“BİRBİRİNİZLE UĞRAŞMAYINIZ,
ENERJİNİZİ HAYRA SARFEDİNİZ”
Merhamet, bütün cinslerin müşterek özelliğidir. Hayvan hakları, tabiatı koruma, toprağa saygı gibi sorumluluklarımız merhametimizin mecburi bir sonucudur. Hayvanları korumak, onları beslemek, yaralarını sarmak gibi vazifelerimiz vardır. “Gökte kuşun bir danesi, yerde kurdun bir danası yokken, Allah onları nasıl besliyor, düşünmek lazımdır” meşhur sözdür.
İlk tasavvuf erlerinden, ermiş Bişri Hafi, dar bir sokaktan geçerken zabun bir sokak köpeği ile karşılaşır. Köpek Bişri Hafi hazretlerine sürünmek ister. O da kaçınır, köpek bana değmesin gibisine. Köpek dile gelip, Ey sofu insanlığa şükret. Allah’ına hamdet, sen benim, ben de senin konumunda olabilirdim. Yani sen köpek, ben de insan olabilirdim. Dünyada herşey olabilirsin, kuş olabilir misin, ben de insan olamam, unutma ki hepimizi müşterek olan can yürütüyor. Uyuma bunları gör, diye dile gelmiş ve Bişri Hafi’yi uyarmıştır.

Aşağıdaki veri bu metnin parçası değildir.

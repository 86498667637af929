//! # Schema Migrations
//!
//! The schema lives in `migrations/sqlite/` and is compiled into the binary,
//! so a fresh shop database is created on first start.
//!
//! ```text
//! ┌─────────────────────────────────────────────────────────────────────────┐
//! │  Database::new                                                          │
//! │       │                                                                 │
//! │       ▼                                                                 │
//! │  MIGRATOR.run ── applies 001_initial_schema.sql (+ later files)         │
//! │       │                                                                 │
//! │       ▼                                                                 │
//! │  verify_schema ── every table the repositories touch must exist         │
//! └─────────────────────────────────────────────────────────────────────────┘
//! ```
//!
//! Applied files are checksummed by sqlx. Add a new `NNN_*.sql` file for every
//! schema change instead of editing one that already shipped.

use sqlx::SqlitePool;
use tracing::{debug, info};

use crate::error::{DbError, DbResult};

static MIGRATOR: sqlx::migrate::Migrator = sqlx::migrate!("../../migrations/sqlite");

/// Tables the repositories read and write.
pub const REQUIRED_TABLES: &[&str] = &[
    "products",
    "product_flavors",
    "ledger",
    "depletion_markers",
    "daily_sales",
    "sales",
    "sale_items",
];

/// Applies pending migrations, then checks the resulting schema.
pub async fn run_migrations(pool: &SqlitePool) -> DbResult<()> {
    MIGRATOR.run(pool).await?;
    verify_schema(pool).await?;

    info!(migrations = MIGRATOR.migrations.len(), "Database schema is up to date");
    Ok(())
}

/// Fails with [`DbError::MigrationFailed`] naming the first missing table.
pub async fn verify_schema(pool: &SqlitePool) -> DbResult<()> {
    for table in REQUIRED_TABLES {
        let found: Option<String> =
            sqlx::query_scalar("SELECT name FROM sqlite_master WHERE type = 'table' AND name = ?")
                .bind(*table)
                .fetch_optional(pool)
                .await?;

        if found.is_none() {
            return Err(DbError::MigrationFailed(format!("table '{}' is missing", table)));
        }
        debug!(table = *table, "Schema table present");
    }
    Ok(())
}

/// `(embedded, applied)` migration counts, for diagnostics.
pub async fn migration_status(pool: &SqlitePool) -> DbResult<(usize, usize)> {
    let total = MIGRATOR.migrations.len();

    let applied: i64 = sqlx::query_scalar("SELECT COUNT(*) FROM _sqlx_migrations WHERE success = 1")
        .fetch_one(pool)
        .await?;

    Ok((total, applied as usize))
}

#[cfg(test)]
mod tests {
    use super::*;
    use crate::pool::{Database, DbConfig};

    #[tokio::test]
    async fn test_fresh_database_has_full_schema() {
        let db = Database::new(DbConfig::in_memory()).await.unwrap();
        verify_schema(db.pool()).await.unwrap();
    }

    #[tokio::test]
    async fn test_missing_table_is_reported() {
        let db = Database::new(DbConfig::in_memory()).await.unwrap();
        sqlx::query("DROP TABLE depletion_markers").execute(db.pool()).await.unwrap();

        let err = verify_schema(db.pool()).await.unwrap_err();
        assert!(matches!(err, DbError::MigrationFailed(ref msg) if msg.contains("depletion_markers")));
    }
}
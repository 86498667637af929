use axum::extract::State;
use axum::http::StatusCode;
use axum::routing::get;
use axum::{Json, Router};
use serde::Serialize;

use crate::state::AppState;

#[derive(Debug, Serialize)]
struct HealthResponse {
    status: &'static str,
    database: bool,
    notifications: bool,
    version: &'static str,
}

pub(super) fn routes() -> Router<AppState> {
    Router::new().route("/health", get(health))
}

/// Liveness plus a database round trip; 503 when the database is down.
async fn health(State(state): State<AppState>) -> (StatusCode, Json<HealthResponse>) {
    let database = state.db.health_check().await;
    let status = if database { StatusCode::OK } else { StatusCode::SERVICE_UNAVAILABLE };

    (
        status,
        Json(HealthResponse {
            status: if database { "ok" } else { "degraded" },
            database,
            notifications: state.notifier.is_enabled(),
            version: env!("CARGO_PKG_VERSION"),
        }),
    )
}
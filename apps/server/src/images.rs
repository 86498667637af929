//! Local image storage for product photos.
//!
//! Files land under `images.dir` with key `products/{unix_millis}-{name}`
//! and are served back from `/images/`.

use std::path::{Path, PathBuf};

use chrono::Utc;
use serde::Serialize;
use tracing::info;

use crate::config::ImagesConfig;

#[derive(Debug, thiserror::Error)]
pub enum ImageError {
    #[error("Image body is empty")]
    Empty,

    #[error("Failed to store image: {0}")]
    Io(#[from] std::io::Error),
}

/// Where an upload ended up.
#[derive(Debug, Clone, PartialEq, Eq, Serialize)]
pub struct StoredImage {
    pub key: String,
    pub url: String,
}

#[derive(Debug, Clone)]
pub struct ImageStore {
    dir: PathBuf,
    public_base_url: String,
}

impl ImageStore {
    pub fn new(dir: impl Into<PathBuf>, public_base_url: &str) -> Self {
        ImageStore {
            dir: dir.into(),
            public_base_url: public_base_url.trim_end_matches('/').to_string(),
        }
    }

    pub fn from_config(config: &ImagesConfig) -> Self {
        Self::new(&config.dir, &config.public_base_url)
    }

    pub fn dir(&self) -> &Path {
        &self.dir
    }

    /// Writes `bytes` under a fresh key.
    pub async fn save(&self, filename: &str, bytes: &[u8]) -> Result<StoredImage, ImageError> {
        if bytes.is_empty() {
            return Err(ImageError::Empty);
        }

        let key = format!("products/{}-{}", Utc::now().timestamp_millis(), sanitize_filename(filename));
        let path = self.dir.join(&key);
        if let Some(parent) = path.parent() {
            tokio::fs::create_dir_all(parent).await?;
        }
        tokio::fs::write(&path, bytes).await?;

        info!(key = %key, bytes = bytes.len(), "Image stored");
        Ok(StoredImage {
            url: format!("{}/{}", self.public_base_url, key),
            key,
        })
    }
}

/// Reduces a client-supplied name to `[A-Za-z0-9._-]`, never a path.
pub fn sanitize_filename(name: &str) -> String {
    let base = name.rsplit(['/', '\\']).next().unwrap_or(name);
    let cleaned: String = base
        .chars()
        .map(|c| {
            if c.is_ascii_alphanumeric() || matches!(c, '.' | '-' | '_') {
                c
            } else {
                '_'
            }
        })
        .collect();
    let cleaned = cleaned.trim_start_matches('.');

    if cleaned.is_empty() {
        "image".to_string()
    } else {
        cleaned.to_string()
    }
}

#[cfg(test)]
mod tests {
    use super::*;

    #[test]
    fn test_sanitize_filename() {
        assert_eq!(sanitize_filename("elf mint.jpg"), "elf_mint.jpg");
        assert_eq!(sanitize_filename("../../etc/passwd"), "passwd");
        assert_eq!(sanitize_filename("..hidden"), "hidden");
        assert_eq!(sanitize_filename("фото.png"), "____.png");
        assert_eq!(sanitize_filename(""), "image");
    }

    #[tokio::test]
    async fn test_save_writes_under_products() {
        let dir = tempfile::tempdir().unwrap();
        let store = ImageStore::new(dir.path(), "/images/");

        let stored = store.save("elf.jpg", b"\xff\xd8\xff").await.unwrap();

        assert!(stored.key.starts_with("products/"));
        assert!(stored.key.ends_with("-elf.jpg"));
        assert_eq!(stored.url, format!("/images/{}", stored.key));
        let written = std::fs::read(dir.path().join(&stored.key)).unwrap();
        assert_eq!(written, b"\xff\xd8\xff");
    }

    #[tokio::test]
    async fn test_empty_upload_rejected() {
        let dir = tempfile::tempdir().unwrap();
        let store = ImageStore::new(dir.path(), "/images");
        assert!(matches!(store.save("a.png", &[]).await, Err(ImageError::Empty)));
    }
}
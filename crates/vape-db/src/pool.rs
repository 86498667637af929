//! # Shop Database Handle
//!
//! One SQLite file holds the whole shop: stock, the money ledger, sales
//! history and depletion markers.
//!
//! ```text
//! ┌─────────────────────────────────────────────────────────────────────────┐
//! │  DbConfig ──► Database::new ──► SqlitePool (WAL, FK on, busy wait)      │
//! │                    │                                                    │
//! │                    └── migrations::run_migrations                       │
//! │                                                                         │
//! │  Database::products()     ──► ProductRepository                         │
//! │  Database::ledger()       ──► LedgerRepository                          │
//! │  Database::depletions()   ──► DepletionRepository                       │
//! │  Database::daily_sales()  ──► DailySalesRepository                      │
//! │  Database::sales()        ──► SaleRepository                            │
//! │                                                                         │
//! │  Two sellers checking out at once: the second write transaction waits  │
//! │  up to busy_timeout for the first commit, then sees its stock.          │
//! └─────────────────────────────────────────────────────────────────────────┘
//! ```

use std::path::PathBuf;
use std::str::FromStr;
use std::time::Duration;

use sqlx::sqlite::{SqliteConnectOptions, SqliteJournalMode, SqlitePoolOptions, SqliteSynchronous};
use sqlx::SqlitePool;
use tracing::{debug, info};

use crate::error::{DbError, DbResult};
use crate::migrations;
use crate::repository::daily_sales::DailySalesRepository;
use crate::repository::depletion::DepletionRepository;
use crate::repository::ledger::LedgerRepository;
use crate::repository::product::ProductRepository;
use crate::repository::sale::SaleRepository;

const IN_MEMORY: &str = ":memory:";

/// Pool settings. Build with [`DbConfig::new`] or [`DbConfig::in_memory`].
#[derive(Debug, Clone)]
pub struct DbConfig {
    pub database_path: PathBuf,
    /// A single shop rarely needs more than a handful.
    pub max_connections: u32,
    pub acquire_timeout: Duration,
    pub idle_timeout: Option<Duration>,
    /// How long a second writer waits for the lock before `Busy`.
    pub busy_timeout: Duration,
    pub run_migrations: bool,
}

impl DbConfig {
    /// File-backed database; the file and its parent directory are created
    /// on first connect.
    pub fn new(path: impl Into<PathBuf>) -> Self {
        DbConfig {
            database_path: path.into(),
            max_connections: 5,
            acquire_timeout: Duration::from_secs(30),
            idle_timeout: Some(Duration::from_secs(600)),
            busy_timeout: Duration::from_secs(5),
            run_migrations: true,
        }
    }

    /// Private in-memory database for tests.
    ///
    /// Every SQLite `:memory:` connection is a separate database, so the pool
    /// is pinned to one connection that is never recycled.
    pub fn in_memory() -> Self {
        DbConfig {
            database_path: PathBuf::from(IN_MEMORY),
            max_connections: 1,
            acquire_timeout: Duration::from_secs(5),
            idle_timeout: None,
            busy_timeout: Duration::from_secs(5),
            run_migrations: true,
        }
    }

    pub fn max_connections(mut self, max: u32) -> Self {
        self.max_connections = max.max(1);
        self
    }

    pub fn busy_timeout(mut self, timeout: Duration) -> Self {
        self.busy_timeout = timeout;
        self
    }

    pub fn run_migrations(mut self, run: bool) -> Self {
        self.run_migrations = run;
        self
    }

    pub fn is_in_memory(&self) -> bool {
        self.database_path.as_os_str() == IN_MEMORY
    }

    fn connect_options(&self) -> DbResult<SqliteConnectOptions> {
        let options = if self.is_in_memory() {
            SqliteConnectOptions::from_str("sqlite::memory:").map_err(|e| DbError::ConnectionFailed(e.to_string()))?
        } else {
            SqliteConnectOptions::new()
                .filename(&self.database_path)
                .create_if_missing(true)
                .journal_mode(SqliteJournalMode::Wal)
        };

        // Flavor rows cascade with their product.
        Ok(options
            .synchronous(SqliteSynchronous::Normal)
            .busy_timeout(self.busy_timeout)
            .foreign_keys(true))
    }
}

/// Cloneable handle; repositories are created on demand and share the pool.
#[derive(Debug, Clone)]
pub struct Database {
    pool: SqlitePool,
}

impl Database {
    /// Opens the pool and, unless disabled, brings the schema up to date.
    pub async fn new(config: DbConfig) -> DbResult<Self> {
        info!(path = %config.database_path.display(), "Opening shop database");

        if !config.is_in_memory() {
            if let Some(parent) = config.database_path.parent().filter(|p| !p.as_os_str().is_empty()) {
                std::fs::create_dir_all(parent).map_err(|e| {
                    DbError::ConnectionFailed(format!("cannot create {}: {}", parent.display(), e))
                })?;
            }
        }

        let mut pool_options = SqlitePoolOptions::new()
            .max_connections(config.max_connections)
            .min_connections(1)
            .acquire_timeout(config.acquire_timeout)
            .idle_timeout(config.idle_timeout);
        if config.is_in_memory() {
            pool_options = pool_options.max_lifetime(None);
        }

        let pool = pool_options
            .connect_with(config.connect_options()?)
            .await
            .map_err(|e| DbError::ConnectionFailed(e.to_string()))?;
        debug!(max_connections = config.max_connections, "Pool connected");

        let db = Database { pool };
        if config.run_migrations {
            migrations::run_migrations(&db.pool).await?;
        }
        Ok(db)
    }

    pub fn pool(&self) -> &SqlitePool {
        &self.pool
    }

    pub fn products(&self) -> ProductRepository {
        ProductRepository::new(self.pool.clone())
    }

    pub fn ledger(&self) -> LedgerRepository {
        LedgerRepository::new(self.pool.clone())
    }

    pub fn depletions(&self) -> DepletionRepository {
        DepletionRepository::new(self.pool.clone())
    }

    pub fn daily_sales(&self) -> DailySalesRepository {
        DailySalesRepository::new(self.pool.clone())
    }

    pub fn sales(&self) -> SaleRepository {
        SaleRepository::new(self.pool.clone())
    }

    /// Waits for in-flight queries, then closes every connection.
    pub async fn close(&self) {
        info!("Closing shop database");
        self.pool.close().await;
    }

    /// `true` when a trivial query round-trips.
    pub async fn health_check(&self) -> bool {
        sqlx::query("SELECT 1").execute(&self.pool).await.is_ok()
    }
}
//! # Ledger
//!
//! The shop's single running-balance record.
//!
//! ## Fields
//! ```text
//! ┌──────────────────────────────────────────────────────────────┐
//! │  ledger/current                                              │
//! │                                                              │
//! │  total   remaining inventory value (recomputed, never typed) │
//! │  cash    cash takings                                        │
//! │  card    card takings                                        │
//! │  salary  seller wages owed                                   │
//! │  mine    owner's share                                       │
//! └──────────────────────────────────────────────────────────────┘
//! ```
//!
//! Two kinds of writes touch it:
//! - **Patches** (manual edit): absolute values for some fields, merged over
//!   the stored row. Applying the same patch twice gives the same row.
//! - **Sale deltas** (checkout): relative additions applied in SQL so that
//!   concurrent checkouts never overwrite each other.

use serde::{Deserialize, Serialize};
use ts_rs::TS;

use crate::cart::{CartTotals, PaymentSplit};
use crate::money::Money;

/// Snapshot of the ledger row.
#[derive(Debug, Clone, Copy, Default, PartialEq, Eq, Serialize, Deserialize, TS)]
#[ts(export)]
pub struct Ledger {
    pub total: Money,
    pub cash: Money,
    pub card: Money,
    pub salary: Money,
    pub mine: Money,
}

/// Absolute values for a subset of ledger fields.
///
/// `total` is deliberately absent: it is always recomputed from stock.
#[derive(Debug, Clone, Copy, Default, PartialEq, Eq, Serialize, Deserialize, TS)]
#[ts(export)]
pub struct LedgerPatch {
    pub cash: Option<Money>,
    pub card: Option<Money>,
    pub salary: Option<Money>,
    pub mine: Option<Money>,
}

/// Relative change produced by one checkout.
#[derive(Debug, Clone, Copy, Default, PartialEq, Eq)]
pub struct SaleDelta {
    pub cash: Money,
    pub card: Money,
    pub salary: Money,
    pub mine: Money,
}

impl Ledger {
    /// Cash plus card ("Загальна сума" in reports).
    pub fn takings(&self) -> Money {
        self.cash + self.card
    }

    /// Returns a copy with the patch merged over it and `total` replaced.
    ///
    /// ## Example
    /// ```rust
    /// use vape_core::{Ledger, LedgerPatch, Money};
    ///
    /// let stored = Ledger { cash: Money::from_hryvnias(500), ..Ledger::default() };
    /// let patch = LedgerPatch { card: Some(Money::from_hryvnias(200)), ..LedgerPatch::default() };
    ///
    /// let merged = stored.merge(&patch, Money::from_hryvnias(1000));
    /// assert_eq!(merged.cash, Money::from_hryvnias(500));
    /// assert_eq!(merged.card, Money::from_hryvnias(200));
    /// assert_eq!(merged.merge(&patch, merged.total), merged);
    /// ```
    pub fn merge(&self, patch: &LedgerPatch, total: Money) -> Ledger {
        Ledger {
            total,
            cash: patch.cash.unwrap_or(self.cash),
            card: patch.card.unwrap_or(self.card),
            salary: patch.salary.unwrap_or(self.salary),
            mine: patch.mine.unwrap_or(self.mine),
        }
    }
}

impl LedgerPatch {
    pub fn is_empty(&self) -> bool {
        self.cash.is_none() && self.card.is_none() && self.salary.is_none() && self.mine.is_none()
    }
}

impl SaleDelta {
    /// Builds the ledger delta of a checkout.
    ///
    /// `salary` is the sum of seller amounts; `mine` is what is left of the
    /// total after wages.
    pub fn from_sale(totals: &CartTotals, payment: &PaymentSplit) -> Self {
        SaleDelta {
            cash: payment.cash,
            card: payment.card,
            salary: totals.salary,
            mine: totals.total - totals.salary,
        }
    }
}

// =============================================================================
// Unit Tests
// =============================================================================

#[cfg(test)]
mod tests {
    use super::*;

    fn stored() -> Ledger {
        Ledger {
            total: Money::from_hryvnias(5000),
            cash: Money::from_hryvnias(300),
            card: Money::from_hryvnias(200),
            salary: Money::from_hryvnias(50),
            mine: Money::from_hryvnias(450),
        }
    }

    #[test]
    fn test_merge_only_touches_given_fields() {
        let patch = LedgerPatch {
            salary: Some(Money::zero()),
            ..LedgerPatch::default()
        };

        let merged = stored().merge(&patch, Money::from_hryvnias(4900));
        assert_eq!(merged.salary, Money::zero());
        assert_eq!(merged.cash, Money::from_hryvnias(300));
        assert_eq!(merged.total, Money::from_hryvnias(4900));
    }

    #[test]
    fn test_merge_is_idempotent() {
        let patch = LedgerPatch {
            cash: Some(Money::from_hryvnias(1000)),
            mine: Some(Money::from_kopecks(12345)),
            ..LedgerPatch::default()
        };
        let total = Money::from_hryvnias(4000);

        let once = stored().merge(&patch, total);
        let twice = once.merge(&patch, total);
        assert_eq!(once, twice);
    }

    #[test]
    fn test_sale_delta_from_split_payment() {
        let totals = CartTotals {
            line_count: 2,
            total_quantity: 3,
            total: Money::from_hryvnias(300),
            salary: Money::from_hryvnias(30),
            purchase_cost: Money::from_hryvnias(150),
            mine: Money::from_hryvnias(270),
            profit: Money::from_hryvnias(120),
        };
        let payment = PaymentSplit {
            cash: Money::from_hryvnias(100),
            card: Money::from_hryvnias(200),
        };

        let delta = SaleDelta::from_sale(&totals, &payment);
        assert_eq!(delta.cash, Money::from_hryvnias(100));
        assert_eq!(delta.card, Money::from_hryvnias(200));
        assert_eq!(delta.salary, Money::from_hryvnias(30));
        assert_eq!(delta.mine, Money::from_hryvnias(270));
        assert_eq!(stored().takings(), Money::from_hryvnias(500));
    }

    #[test]
    fn test_empty_patch() {
        assert!(LedgerPatch::default().is_empty());
        assert!(!LedgerPatch {
            card: Some(Money::zero()),
            ..LedgerPatch::default()
        }
        .is_empty());
    }
}
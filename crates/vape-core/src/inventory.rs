//! # Inventory Rules
//!
//! Pure stock calculations shared by the checkout, arrival, discard and
//! cleanup flows.
//!
//! ## Remaining Total
//! ```text
//! liquids       Σ flavor.quantity × sale_price
//! cartridges    quantity × sale_price
//! nicoboosters  quantity × sale_price
//!               ─────────────────────────────
//!               ledger.total
//! ```
//!
//! ## Depletion Keys
//! ```text
//! liquids_{productId}_{flavor}        e.g. liquids_9f1c…_Mint
//! cartridges_{productId}_main         e.g. cartridges_41aa…_main
//! ```

use std::collections::BTreeMap;

use crate::error::{CoreError, CoreResult};
use crate::money::Money;
use crate::types::{BrandGroup, Flavor, Product, ProductKind};

/// Sale value of everything on the shelf.
///
/// ## Example
/// ```rust
/// use vape_core::inventory::remaining_total;
///
/// assert!(remaining_total(&[]).unwrap().is_zero());
/// ```
pub fn remaining_total(products: &[Product]) -> CoreResult<Money> {
    products
        .iter()
        .try_fold(Money::zero(), |acc, product| {
            product.stock_value().and_then(|value| acc.checked_add(value))
        })
        .ok_or_else(|| CoreError::AmountOverflow {
            what: "remaining total".to_string(),
        })
}

/// Case-insensitive, whitespace-insensitive brand comparison.
pub fn same_name(a: &str, b: &str) -> bool {
    a.trim().to_lowercase() == b.trim().to_lowercase()
}

/// Merges an arrival's flavors into the stored ones.
///
/// Flavors are matched by name ignoring case; matched quantities are summed
/// and keep the stored spelling. Unmatched flavors are appended in the order
/// they arrived.
pub fn merge_flavors(existing: &[Flavor], incoming: &[Flavor]) -> Vec<Flavor> {
    let mut merged = existing.to_vec();

    for flavor in incoming {
        match merged.iter_mut().find(|f| same_name(&f.name, &flavor.name)) {
            Some(stored) => stored.quantity += flavor.quantity,
            None => merged.push(flavor.clone()),
        }
    }

    merged
}

/// Drops flavors with nothing left.
pub fn prune_empty_flavors(flavors: &[Flavor]) -> Vec<Flavor> {
    flavors.iter().filter(|f| f.quantity > 0).cloned().collect()
}

/// What the cleanup utility does with a product.
#[derive(Debug, Clone, PartialEq, Eq)]
pub enum CleanupAction {
    Keep,
    /// Liquid with some empty flavors: keep only these.
    Prune(Vec<Flavor>),
    /// Nothing left at all.
    Delete,
}

/// Decides how the cleanup utility treats a product.
pub fn cleanup_action(product: &Product) -> CleanupAction {
    if !product.kind.has_flavors() {
        return if product.quantity.unwrap_or(0) <= 0 {
            CleanupAction::Delete
        } else {
            CleanupAction::Keep
        };
    }

    let kept = prune_empty_flavors(&product.flavors);
    if kept.is_empty() {
        CleanupAction::Delete
    } else if kept.len() < product.flavors.len() {
        CleanupAction::Prune(kept)
    } else {
        CleanupAction::Keep
    }
}

/// Deterministic id of a depletion marker.
pub fn depletion_key(kind: ProductKind, product_id: &str, flavor: Option<&str>) -> String {
    match (kind.has_flavors(), flavor) {
        (true, Some(name)) => format!("{}_{}_{}", kind.as_str(), product_id, name),
        _ => format!("{}_{}_main", kind.as_str(), product_id),
    }
}

/// Text shown for a depleted item in chat alerts.
pub fn depletion_label(product: &Product, flavor: Option<&str>) -> String {
    match (product.kind.has_flavors(), flavor) {
        (true, Some(name)) => product.unit_label(Some(name)),
        _ => format!("{} (основний товар)", product.brand),
    }
}

/// Checks that `count` units can be taken and returns what would remain.
///
/// ## Errors
/// - `FlavorNotFound` for a liquid without that flavor
/// - `InsufficientStock` when fewer than `count` units are on hand
pub fn take_units(product: &Product, flavor: Option<&str>, count: i64) -> CoreResult<i64> {
    let available = product.available(flavor)?;
    if available < count {
        return Err(CoreError::InsufficientStock {
            item: product.unit_label(flavor),
            available,
            requested: count,
        });
    }
    Ok(available - count)
}

/// Groups in-stock products of one kind by brand for the seller's picker.
///
/// Brands with the same name (ignoring case) share a group; groups are sorted
/// by brand name.
pub fn group_by_brand(products: &[Product], kind: ProductKind) -> Vec<BrandGroup> {
    let mut groups: BTreeMap<String, BrandGroup> = BTreeMap::new();

    for product in products.iter().filter(|p| p.kind == kind && p.is_in_stock()) {
        let mut product = product.clone();
        product.flavors.retain(|f| f.quantity > 0);

        groups
            .entry(product.brand.trim().to_lowercase())
            .or_insert_with(|| BrandGroup {
                brand: product.brand.trim().to_string(),
                products: Vec::new(),
            })
            .products
            .push(product);
    }

    groups.into_values().collect()
}

// =============================================================================
// Unit Tests
// =============================================================================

Merhamet hak tanımanın bir sonucudur. Ölülerimize de merhamet ederiz. Onlar bu dünyadan göçmüş, hiçbir imkânları kalmamıştır. Onlara dua, Kur’an sadaka yoluyla yardımda bulunuruz. Ağaca, yeşile, toprağa karşı merhamet de önemlidir. Susamış bir ağacı su ile canlandırmak ona olan merhametimiz gereğidir.
Merhamet insanlığın her konusunda sahasında geçerli olan bir ulvi sıfattır. İş hayatında çalışanlara acımak, çalışanların işini içtenlikle yapması, ihanet içinde olmaması, nimet sahibine saygılı olması, gördüğü işe merhametle yaklaşması gerekmektedir.
Merhamet, hayır dünyasının kapısıdır. Anahtarıdır. Merhamet gurur ve huzur, merhametsizlik haset, fesatı doğurur. Fesat kalkınca ortalığa huzur gelir. Huzrun anası da merhamettir. Merhamet sahibi olmak için zenginlik şart değildir. Allah kullarına acıdığı için bizlere saadet ve hidayet, kurtuluş yollarını gösteriyor. İslamın her bir emrinde Allah’ın merhametinin bir işareti, izi vardır. Hz. Muhammed SAV. “Birbirinize merhamet ediniz. İnsanlara gücü dışında teklifte bulunmayınız. Birbirinizle uğraşmayınız. Enerjinizi hayra sarfediniz. Soluğunuzu hayra soluyunuz. Birbirinizin aleyhinde bulunmayınız. Yerdekilere merhamet ediniz ki, göktekilerden merhamet göresiniz. Unutmayınız ki, merhamet etmeyene merhamet olunmaz. Görüyorsunuz ki bana suikast tertip edenlere ben dua ediyorum. Kimseye lanet etmeyiniz. Ben insanlığa merhamet etmek için gönderildim. Lanet için değil” buyurur.
Ana-baba evladını şefkat ve merhamet üzere yetiştirmelidir. Çünkü ana ve babasına merhamet etmeyen evlat, toplum ve fertlerine asla acımaz. Merhamet İslam’ın nuru, kalbin şuuru, toplumun huzurudur. Hak tanımazlığın ana sebebi, merhametsizlik, taş kalplilik, acımasızlıktır. Unutmayın, dünya dinsiz, din dünyasız olmaz. Merhamet insanları birbirine bağlayan dostluk ipidir. Merhamet ipini koparan düşmanlık kapısını açmış olur. İnsanları birbirine düşman eder.
Daha önce denildiği gibi; “Menla yerham la yürham” Merhamet etmeyene merhamet olunmaz. Herkese acı ki sana acısınlar. Yani Allah sana acır. Şefkat ve merhamet eder.
Ulu Allah’ın ve insanlardan merhamet görmek istiyorsan, insanlara, hayvanlara, ağaçlara, tabiata bütün yaratılmışlara şefkat ve merhamet etmelisin.
Acımayan acılara düşer, acıyan dağlar aşar. Menzilde koşar. Merhametsiz er geç bir gün ayakları dolaşır ve düz yolda şaşar. İnsanı canavardan ayıran özellik insanda olan merhamettir. Yoksa insanın canavardan ne farkı vardır.